Collected data entries:
//! Step outcomes.
//!
//! A step produces exactly one [`WorkflowResult`]: success, error or skip.
//! The variant, message and metadata are fixed at construction; there are
//! no setters.

use std::collections::HashMap;
use std::fmt;
use std::sync::Arc;

use serde::{Serialize, Serializer};
use serde_json::Value;

/// Key/value data a step hands to the steps that follow it.
pub type Metadata = HashMap<String, Value>;

/// Which outcome a result represents.
#[derive(Debug, Clone, Copy, PartialEq, Eq, Hash, Serialize)]
#[serde(rename_all = "lowercase")]
pub enum ResultKind {
    /// The step did what it was asked to do
    Success,
    /// The step could not complete its effect
    Error,
    /// The step decided its effect does not apply
    Skip,
}

impl ResultKind {
    /// Symbol used when rendering a result line.
    pub fn symbol(&self) -> &'static str {
        match self {
            Self::Success => "✓",
            Self::Error => "✗",
            Self::Skip => "⊝",
        }
    }
}

/// Outcome of a single step (or of a whole workflow run).
#[derive(Debug, Clone, Serialize)]
pub struct WorkflowResult {
    kind: ResultKind,
    message: String,
    #[serde(skip_serializing_if = "HashMap::is_empty")]
    metadata: Metadata,
    #[serde(serialize_with = "serialize_cause", skip_serializing_if = "Option::is_none")]
    cause: Option<Arc<anyhow::Error>>,
}

impl WorkflowResult {
    fn new(kind: ResultKind, message: impl Into<String>) -> Self {
        Self { kind, message: message.into(), metadata: Metadata::new(), cause: None }
    }

    /// Step completed successfully.
    pub fn success(message: impl Into<String>) -> Self {
        Self::new(ResultKind::Success, message)
    }

    /// Step failed; a workflow that halts on error stops here.
    pub fn error(message: impl Into<String>) -> Self {
        Self::new(ResultKind::Error, message)
    }

    /// Step failed because of an underlying error, kept for diagnostics.
    pub fn error_with_cause(message: impl Into<String>, cause: impl Into<anyhow::Error>) -> Self {
        let mut result = Self::new(ResultKind::Error, message);
        result.cause = Some(Arc::new(cause.into()));
        result
    }

    /// Step was not applicable. Not a failure.
    pub fn skip(message: impl Into<String>) -> Self {
        Self::new(ResultKind::Skip, message)
    }

    /// Attach one metadata entry while building the result.
    pub fn with_metadata(mut self, key: impl Into<String>, value: impl Into<Value>) -> Self {
        self.metadata.insert(key.into(), value.into());
        self
    }

    /// Attach a whole metadata map while building the result.
    pub fn with_metadata_map(mut self, metadata: Metadata) -> Self {
        self.metadata.extend(metadata);
        self
    }

    pub fn kind(&self) -> ResultKind {
        self.kind
    }

    pub fn message(&self) -> &str {
        &self.message
    }

    pub fn metadata(&self) -> &Metadata {
        &self.metadata
    }

    /// The underlying error, for `Error` results built with a cause.
    pub fn cause(&self) -> Option<&anyhow::Error> {
        self.cause.as_deref()
    }

    pub fn is_success(&self) -> bool {
        self.kind == ResultKind::Success
    }

    pub fn is_error(&self) -> bool {
        self.kind == ResultKind::Error
    }

    pub fn is_skip(&self) -> bool {
        self.kind == ResultKind::Skip
    }
}

impl fmt::Display for WorkflowResult {
    fn fmt(&self, f: &mut fmt::Formatter<'_>) -> fmt::Result {
        write!(f, "{} {}", self.kind.symbol(), self.message)
    }
}

fn serialize_cause<S: Serializer>(
    cause: &Option<Arc<anyhow::Error>>,
    serializer: S,
) -> Result<S::Ok, S::Error> {
    match cause {
        Some(err) => serializer.serialize_str(&format!("{err:#}")),
        None => serializer.serialize_none(),
    }
}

[WHAT THE TASK ASKS] Throughout the data above, report every line that contains the string "anyhow".

[YOUR SOLUTION]
    cause: Option<Arc<anyhow::Error>>,
    pub fn error_with_cause(message: impl Into<String>, cause: impl Into<anyhow::Error>) -> Self {
    pub fn cause(&self) -> Option<&anyhow::Error> {
    cause: &Option<Arc<anyhow::Error>>,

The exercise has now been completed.